Task objective:
Your answer should be the lines of the data below that contain "HandlerVerdict".
::: Given data :::
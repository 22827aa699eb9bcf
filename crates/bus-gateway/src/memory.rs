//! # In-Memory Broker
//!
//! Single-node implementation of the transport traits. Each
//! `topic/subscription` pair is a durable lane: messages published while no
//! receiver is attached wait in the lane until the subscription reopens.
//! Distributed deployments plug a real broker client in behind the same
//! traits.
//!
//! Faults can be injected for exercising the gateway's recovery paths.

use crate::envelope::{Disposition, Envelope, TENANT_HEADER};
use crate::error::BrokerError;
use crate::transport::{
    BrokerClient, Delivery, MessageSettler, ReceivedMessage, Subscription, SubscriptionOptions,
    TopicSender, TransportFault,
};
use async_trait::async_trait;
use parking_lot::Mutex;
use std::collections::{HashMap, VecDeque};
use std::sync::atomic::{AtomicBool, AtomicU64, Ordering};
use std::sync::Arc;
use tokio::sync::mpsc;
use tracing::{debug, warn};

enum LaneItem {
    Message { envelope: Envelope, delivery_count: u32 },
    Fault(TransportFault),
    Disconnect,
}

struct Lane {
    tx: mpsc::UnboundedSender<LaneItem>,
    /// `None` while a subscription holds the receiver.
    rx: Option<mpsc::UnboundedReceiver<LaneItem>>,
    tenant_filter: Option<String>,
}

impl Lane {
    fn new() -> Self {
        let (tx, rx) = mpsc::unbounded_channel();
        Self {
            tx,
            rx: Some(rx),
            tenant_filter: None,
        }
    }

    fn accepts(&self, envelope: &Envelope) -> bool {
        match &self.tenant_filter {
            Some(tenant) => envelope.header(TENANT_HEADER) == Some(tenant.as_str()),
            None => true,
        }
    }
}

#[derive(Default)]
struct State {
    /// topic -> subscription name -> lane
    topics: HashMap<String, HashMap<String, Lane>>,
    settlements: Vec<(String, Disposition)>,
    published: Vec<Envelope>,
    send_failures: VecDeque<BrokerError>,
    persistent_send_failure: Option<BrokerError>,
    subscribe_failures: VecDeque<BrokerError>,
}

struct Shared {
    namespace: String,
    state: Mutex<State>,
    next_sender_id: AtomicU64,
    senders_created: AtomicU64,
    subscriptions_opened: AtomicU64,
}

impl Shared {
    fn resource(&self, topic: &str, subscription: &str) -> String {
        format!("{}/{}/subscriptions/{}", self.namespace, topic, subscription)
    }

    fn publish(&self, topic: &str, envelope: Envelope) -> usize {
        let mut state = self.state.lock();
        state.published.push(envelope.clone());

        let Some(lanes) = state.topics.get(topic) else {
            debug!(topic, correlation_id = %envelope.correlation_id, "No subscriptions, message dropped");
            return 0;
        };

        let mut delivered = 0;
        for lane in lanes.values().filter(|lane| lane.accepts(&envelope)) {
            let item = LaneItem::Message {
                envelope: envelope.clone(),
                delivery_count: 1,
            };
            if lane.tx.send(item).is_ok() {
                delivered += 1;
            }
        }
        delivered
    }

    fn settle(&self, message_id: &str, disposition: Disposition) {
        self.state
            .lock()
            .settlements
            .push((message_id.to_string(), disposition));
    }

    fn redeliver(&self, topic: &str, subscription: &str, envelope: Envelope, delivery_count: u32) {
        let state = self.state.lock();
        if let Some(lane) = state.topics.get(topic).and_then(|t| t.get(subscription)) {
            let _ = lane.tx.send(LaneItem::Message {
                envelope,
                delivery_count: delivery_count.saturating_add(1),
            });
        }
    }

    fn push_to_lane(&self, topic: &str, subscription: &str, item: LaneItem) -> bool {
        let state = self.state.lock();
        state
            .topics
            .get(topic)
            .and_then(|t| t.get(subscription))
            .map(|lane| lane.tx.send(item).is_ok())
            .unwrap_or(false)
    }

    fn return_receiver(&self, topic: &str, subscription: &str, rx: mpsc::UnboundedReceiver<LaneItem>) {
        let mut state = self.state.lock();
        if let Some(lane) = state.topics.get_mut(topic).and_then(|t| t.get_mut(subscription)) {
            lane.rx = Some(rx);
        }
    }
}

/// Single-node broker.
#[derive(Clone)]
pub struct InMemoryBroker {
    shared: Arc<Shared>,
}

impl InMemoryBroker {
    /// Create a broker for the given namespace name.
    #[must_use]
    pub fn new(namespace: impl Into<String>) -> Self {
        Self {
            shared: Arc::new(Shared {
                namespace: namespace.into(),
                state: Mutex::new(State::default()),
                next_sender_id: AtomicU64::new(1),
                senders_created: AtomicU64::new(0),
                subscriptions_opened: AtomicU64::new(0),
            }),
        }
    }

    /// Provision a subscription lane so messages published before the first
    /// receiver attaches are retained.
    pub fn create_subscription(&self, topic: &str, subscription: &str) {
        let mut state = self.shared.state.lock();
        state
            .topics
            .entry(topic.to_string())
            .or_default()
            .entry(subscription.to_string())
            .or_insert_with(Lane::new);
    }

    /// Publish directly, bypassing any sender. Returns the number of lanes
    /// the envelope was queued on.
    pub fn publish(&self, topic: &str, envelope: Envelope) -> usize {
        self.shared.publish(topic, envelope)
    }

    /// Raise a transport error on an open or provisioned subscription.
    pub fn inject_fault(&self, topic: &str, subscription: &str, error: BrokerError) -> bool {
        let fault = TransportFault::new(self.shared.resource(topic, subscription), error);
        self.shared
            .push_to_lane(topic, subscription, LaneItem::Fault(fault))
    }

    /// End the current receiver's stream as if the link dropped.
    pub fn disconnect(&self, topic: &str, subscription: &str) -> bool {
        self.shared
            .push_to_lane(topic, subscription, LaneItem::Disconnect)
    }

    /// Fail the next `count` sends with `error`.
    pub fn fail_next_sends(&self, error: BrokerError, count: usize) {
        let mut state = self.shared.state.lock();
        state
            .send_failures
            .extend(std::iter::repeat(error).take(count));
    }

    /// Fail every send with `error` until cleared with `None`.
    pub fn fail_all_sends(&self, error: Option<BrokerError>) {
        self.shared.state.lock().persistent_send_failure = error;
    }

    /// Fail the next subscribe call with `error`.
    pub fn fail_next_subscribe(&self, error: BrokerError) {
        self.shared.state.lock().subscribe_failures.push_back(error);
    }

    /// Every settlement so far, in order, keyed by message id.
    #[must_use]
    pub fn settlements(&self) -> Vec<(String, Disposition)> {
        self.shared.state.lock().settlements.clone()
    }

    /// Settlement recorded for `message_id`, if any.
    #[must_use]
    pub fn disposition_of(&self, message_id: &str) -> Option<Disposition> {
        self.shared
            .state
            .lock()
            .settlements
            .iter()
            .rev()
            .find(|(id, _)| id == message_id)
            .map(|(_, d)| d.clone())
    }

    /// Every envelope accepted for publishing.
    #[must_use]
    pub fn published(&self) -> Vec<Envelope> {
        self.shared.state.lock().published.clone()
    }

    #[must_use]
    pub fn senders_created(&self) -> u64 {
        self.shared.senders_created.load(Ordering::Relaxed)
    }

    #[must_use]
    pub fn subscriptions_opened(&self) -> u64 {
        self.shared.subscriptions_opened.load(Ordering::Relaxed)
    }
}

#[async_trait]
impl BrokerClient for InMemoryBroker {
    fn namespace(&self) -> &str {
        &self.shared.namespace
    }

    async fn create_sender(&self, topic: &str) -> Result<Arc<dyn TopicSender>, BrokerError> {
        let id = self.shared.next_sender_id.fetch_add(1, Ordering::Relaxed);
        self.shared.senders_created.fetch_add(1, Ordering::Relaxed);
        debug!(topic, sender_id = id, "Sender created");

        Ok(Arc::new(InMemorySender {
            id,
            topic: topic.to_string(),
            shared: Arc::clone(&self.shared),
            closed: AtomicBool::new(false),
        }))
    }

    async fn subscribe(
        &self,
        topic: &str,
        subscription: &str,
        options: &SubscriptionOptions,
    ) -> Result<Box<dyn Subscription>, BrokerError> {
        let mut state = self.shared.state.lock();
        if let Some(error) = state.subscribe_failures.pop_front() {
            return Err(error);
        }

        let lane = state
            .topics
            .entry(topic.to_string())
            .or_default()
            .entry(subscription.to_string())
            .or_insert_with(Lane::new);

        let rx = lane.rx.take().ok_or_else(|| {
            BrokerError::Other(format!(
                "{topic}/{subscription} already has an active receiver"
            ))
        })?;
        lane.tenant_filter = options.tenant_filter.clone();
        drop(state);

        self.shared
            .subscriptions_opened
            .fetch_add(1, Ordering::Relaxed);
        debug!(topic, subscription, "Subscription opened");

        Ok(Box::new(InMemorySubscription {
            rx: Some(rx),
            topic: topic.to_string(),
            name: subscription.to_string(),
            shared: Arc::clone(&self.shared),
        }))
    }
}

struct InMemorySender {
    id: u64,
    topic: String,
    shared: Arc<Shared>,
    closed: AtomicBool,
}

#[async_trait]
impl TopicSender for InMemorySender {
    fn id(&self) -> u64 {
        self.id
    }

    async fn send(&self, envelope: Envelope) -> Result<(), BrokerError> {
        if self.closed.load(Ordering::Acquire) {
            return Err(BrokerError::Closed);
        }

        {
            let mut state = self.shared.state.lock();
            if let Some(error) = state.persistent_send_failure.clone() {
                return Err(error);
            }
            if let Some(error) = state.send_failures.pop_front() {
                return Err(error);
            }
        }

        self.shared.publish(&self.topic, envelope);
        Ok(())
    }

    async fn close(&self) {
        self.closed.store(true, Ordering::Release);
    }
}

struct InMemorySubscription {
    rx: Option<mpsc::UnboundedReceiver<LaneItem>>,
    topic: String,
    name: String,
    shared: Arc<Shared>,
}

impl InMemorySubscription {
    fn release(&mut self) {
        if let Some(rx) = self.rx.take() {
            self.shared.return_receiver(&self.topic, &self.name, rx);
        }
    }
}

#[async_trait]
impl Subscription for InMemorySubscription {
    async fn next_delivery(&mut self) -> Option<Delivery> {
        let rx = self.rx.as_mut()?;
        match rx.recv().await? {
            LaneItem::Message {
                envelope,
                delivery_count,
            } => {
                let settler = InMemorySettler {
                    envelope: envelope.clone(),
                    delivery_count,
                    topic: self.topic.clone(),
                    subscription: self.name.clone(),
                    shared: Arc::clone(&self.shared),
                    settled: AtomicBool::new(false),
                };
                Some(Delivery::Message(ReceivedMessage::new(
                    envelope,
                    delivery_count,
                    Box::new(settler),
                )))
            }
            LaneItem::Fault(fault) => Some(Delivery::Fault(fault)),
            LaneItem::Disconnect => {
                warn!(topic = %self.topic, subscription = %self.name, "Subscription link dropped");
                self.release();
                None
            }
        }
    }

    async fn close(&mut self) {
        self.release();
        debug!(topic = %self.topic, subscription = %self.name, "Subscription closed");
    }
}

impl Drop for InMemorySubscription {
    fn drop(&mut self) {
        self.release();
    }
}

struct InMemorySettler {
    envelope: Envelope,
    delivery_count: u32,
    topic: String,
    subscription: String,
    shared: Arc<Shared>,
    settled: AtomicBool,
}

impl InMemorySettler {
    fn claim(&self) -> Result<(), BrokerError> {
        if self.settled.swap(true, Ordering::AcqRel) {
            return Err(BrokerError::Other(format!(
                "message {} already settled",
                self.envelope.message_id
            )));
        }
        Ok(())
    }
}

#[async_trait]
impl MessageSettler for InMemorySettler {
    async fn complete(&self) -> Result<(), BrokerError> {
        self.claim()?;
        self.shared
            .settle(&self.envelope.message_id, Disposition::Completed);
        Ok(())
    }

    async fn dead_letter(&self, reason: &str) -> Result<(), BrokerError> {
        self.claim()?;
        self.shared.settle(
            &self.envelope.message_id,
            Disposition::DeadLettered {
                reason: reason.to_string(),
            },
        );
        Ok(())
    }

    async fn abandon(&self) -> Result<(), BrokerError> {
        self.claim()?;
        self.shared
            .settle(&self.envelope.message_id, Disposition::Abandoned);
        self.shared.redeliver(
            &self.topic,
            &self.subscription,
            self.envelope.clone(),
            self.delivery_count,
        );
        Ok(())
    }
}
:::
::: Given data :::
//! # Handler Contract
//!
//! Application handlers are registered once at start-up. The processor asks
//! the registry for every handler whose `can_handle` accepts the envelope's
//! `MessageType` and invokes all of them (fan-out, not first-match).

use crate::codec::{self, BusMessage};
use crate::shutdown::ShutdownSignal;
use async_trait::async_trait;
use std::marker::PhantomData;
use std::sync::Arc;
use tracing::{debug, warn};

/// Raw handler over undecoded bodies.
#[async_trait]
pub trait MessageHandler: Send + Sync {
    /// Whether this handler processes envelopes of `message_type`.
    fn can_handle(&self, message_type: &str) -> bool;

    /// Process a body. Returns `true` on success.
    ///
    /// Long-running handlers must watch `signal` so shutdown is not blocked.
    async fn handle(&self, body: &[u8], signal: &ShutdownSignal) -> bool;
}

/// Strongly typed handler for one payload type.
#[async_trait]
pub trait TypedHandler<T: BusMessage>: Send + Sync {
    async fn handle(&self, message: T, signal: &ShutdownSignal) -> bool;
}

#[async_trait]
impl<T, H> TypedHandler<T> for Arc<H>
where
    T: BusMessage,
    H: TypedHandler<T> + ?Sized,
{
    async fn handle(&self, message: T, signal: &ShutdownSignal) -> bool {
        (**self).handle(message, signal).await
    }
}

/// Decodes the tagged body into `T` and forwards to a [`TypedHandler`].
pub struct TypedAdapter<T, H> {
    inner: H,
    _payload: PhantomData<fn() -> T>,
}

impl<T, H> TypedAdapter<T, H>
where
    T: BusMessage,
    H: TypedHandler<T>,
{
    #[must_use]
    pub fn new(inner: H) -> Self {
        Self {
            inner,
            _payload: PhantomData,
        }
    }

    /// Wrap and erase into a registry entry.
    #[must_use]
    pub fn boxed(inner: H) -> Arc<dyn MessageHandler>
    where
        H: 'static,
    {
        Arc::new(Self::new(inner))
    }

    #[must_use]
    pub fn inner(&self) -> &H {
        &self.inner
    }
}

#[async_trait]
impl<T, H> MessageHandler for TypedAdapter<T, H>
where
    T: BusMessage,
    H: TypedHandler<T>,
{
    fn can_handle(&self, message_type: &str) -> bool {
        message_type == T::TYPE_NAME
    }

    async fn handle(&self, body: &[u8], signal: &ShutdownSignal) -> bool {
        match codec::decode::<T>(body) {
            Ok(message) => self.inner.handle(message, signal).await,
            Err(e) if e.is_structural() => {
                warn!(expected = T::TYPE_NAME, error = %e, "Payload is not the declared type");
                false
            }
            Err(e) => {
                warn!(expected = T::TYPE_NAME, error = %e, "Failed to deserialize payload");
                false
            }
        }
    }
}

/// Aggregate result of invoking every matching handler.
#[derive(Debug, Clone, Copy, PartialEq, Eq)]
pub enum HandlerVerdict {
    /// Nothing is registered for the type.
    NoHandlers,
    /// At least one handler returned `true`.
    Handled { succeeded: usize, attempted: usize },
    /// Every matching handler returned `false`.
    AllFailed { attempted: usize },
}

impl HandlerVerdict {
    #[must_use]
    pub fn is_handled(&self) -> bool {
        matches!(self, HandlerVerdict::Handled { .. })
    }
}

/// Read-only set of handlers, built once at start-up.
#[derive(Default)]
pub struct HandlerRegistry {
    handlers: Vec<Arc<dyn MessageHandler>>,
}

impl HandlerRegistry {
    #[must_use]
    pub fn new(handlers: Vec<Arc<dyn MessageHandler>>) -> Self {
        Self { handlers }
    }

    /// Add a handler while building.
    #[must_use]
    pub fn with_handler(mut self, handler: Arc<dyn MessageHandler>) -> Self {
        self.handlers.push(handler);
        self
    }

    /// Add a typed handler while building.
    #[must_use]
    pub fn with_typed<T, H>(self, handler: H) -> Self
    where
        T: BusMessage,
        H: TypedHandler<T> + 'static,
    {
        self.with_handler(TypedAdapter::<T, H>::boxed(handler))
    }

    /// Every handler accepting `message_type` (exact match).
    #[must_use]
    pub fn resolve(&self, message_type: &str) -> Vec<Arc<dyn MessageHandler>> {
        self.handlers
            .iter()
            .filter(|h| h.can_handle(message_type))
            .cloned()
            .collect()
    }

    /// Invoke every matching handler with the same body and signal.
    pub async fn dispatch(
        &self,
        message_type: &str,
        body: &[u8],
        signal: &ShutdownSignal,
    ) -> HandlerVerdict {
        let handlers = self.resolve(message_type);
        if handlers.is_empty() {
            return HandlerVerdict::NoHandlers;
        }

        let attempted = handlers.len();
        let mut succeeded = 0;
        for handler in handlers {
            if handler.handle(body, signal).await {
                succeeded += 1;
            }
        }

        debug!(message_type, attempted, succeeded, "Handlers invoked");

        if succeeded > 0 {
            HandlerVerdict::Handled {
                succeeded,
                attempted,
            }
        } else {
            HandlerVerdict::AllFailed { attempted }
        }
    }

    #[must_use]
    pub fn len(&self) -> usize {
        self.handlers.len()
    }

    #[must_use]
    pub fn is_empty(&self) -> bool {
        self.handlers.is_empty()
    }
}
:::
Your solution:
pub enum HandlerVerdict {
impl HandlerVerdict {
        matches!(self, HandlerVerdict::Handled { .. })
    ) -> HandlerVerdict {
            return HandlerVerdict::NoHandlers;
            HandlerVerdict::Handled {
            HandlerVerdict::AllFailed { attempted }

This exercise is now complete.